Rather than trying to reproduce such a complex structure cell by cell, the researchers enlisted mice to do it.
"We figured, why not allow Mother Nature to help us build what she already knows how to build," said Catherine S. Spina, an M.D.-Ph.D. candidate at Boston University, researcher at the Wyss Institute, and co-lead author of the paper.
Specifically, Wyss Institute Postdoctoral Fellow Yu-suke Torisawa and Spina packed dried bone powder into an open, ring-shaped mold the size of a coin battery, and implanted the mold under the skin on the animal's back.
After eight weeks, they surgically removed the disk-shaped bone that had formed in the mold and examined it with a specialized CAT scanner. The scan showed a honeycomb-like structure that looked identical to natural trabecular bone.
The marrow looked like the real thing as well. When they stained the tissue and examined it under a microscope, the marrow was packed with blood cells, just like marrow from a living mouse. And when the researchers sorted the bone marrow cells by type and tallied their numbers, the mix of different types of blood and immune cells in the engineered bone marrow was identical to that in a mouse thighbone.
To sustain the engineered bone marrow outside of a living animal, the researchers surgically removed the engineered bone from mice, then placed it in a microfluidic device that mimics the circulation the tissue would experience in the body.
Marrow in the device remained healthy for up to one week. This is long enough, typically, to test the toxicity and effectiveness of a new drug.
The device also passed an initial test of its drug-testing capabilities. Like marrow from live mice, this engineered marrow was also susceptible to radiation - but an FDA-approved drug that protects irradiated patients also protected the marrow on the chip.

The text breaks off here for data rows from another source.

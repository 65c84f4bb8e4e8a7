//! `greenbasket-observability` — shared tracing/logging setup.

/// Initialize process-wide observability (tracing/logging).
///
/// This is safe to call multiple times; subsequent calls become no-ops.
pub fn init() {
    tracing::init();
}

/// Tracing configuration (filters, layers).
pub mod tracing;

In the future, the researchers could potentially grow human bone marrow in immune-deficient mice. "This could be developed into an easy-to-use screening-based system that's personalized for individual patients," said coauthor James Collins, Ph.D., a Core Faculty member at the Wyss Institute and the William F. Warren Distinguished Professor at Boston University, where he leads the Center of Synthetic Biology.
Bone marrow-on-a-chip could also generate blood cells, which could circulate in an artificial circulatory system to supply a network of other organs-on-chips. The Defense Agency Advanced Research Projects Agency (DARPA) is funding efforts at the Wyss Institute to develop an interconnected network of ten organs-on-chips to study complex human physiology outside the body.
The work was funded by the U.S. Food and Drug Administration, DARPA, and the Wyss Institute for Biologically Inspired Engineering at Harvard University. In addition to Ingber, Torisawa, Spina and Collins, the authors included Tadanori Mammoto, Ph.D. and Akiko Mammoto, Ph.D., Instructors in Surgery at Boston Children's Hospital and Harvard Medical School, James Weaver, Ph.D., a Research Associate at the Wyss Institute, and Tracy Tat, a Research Technician at Boston Children's Hospital.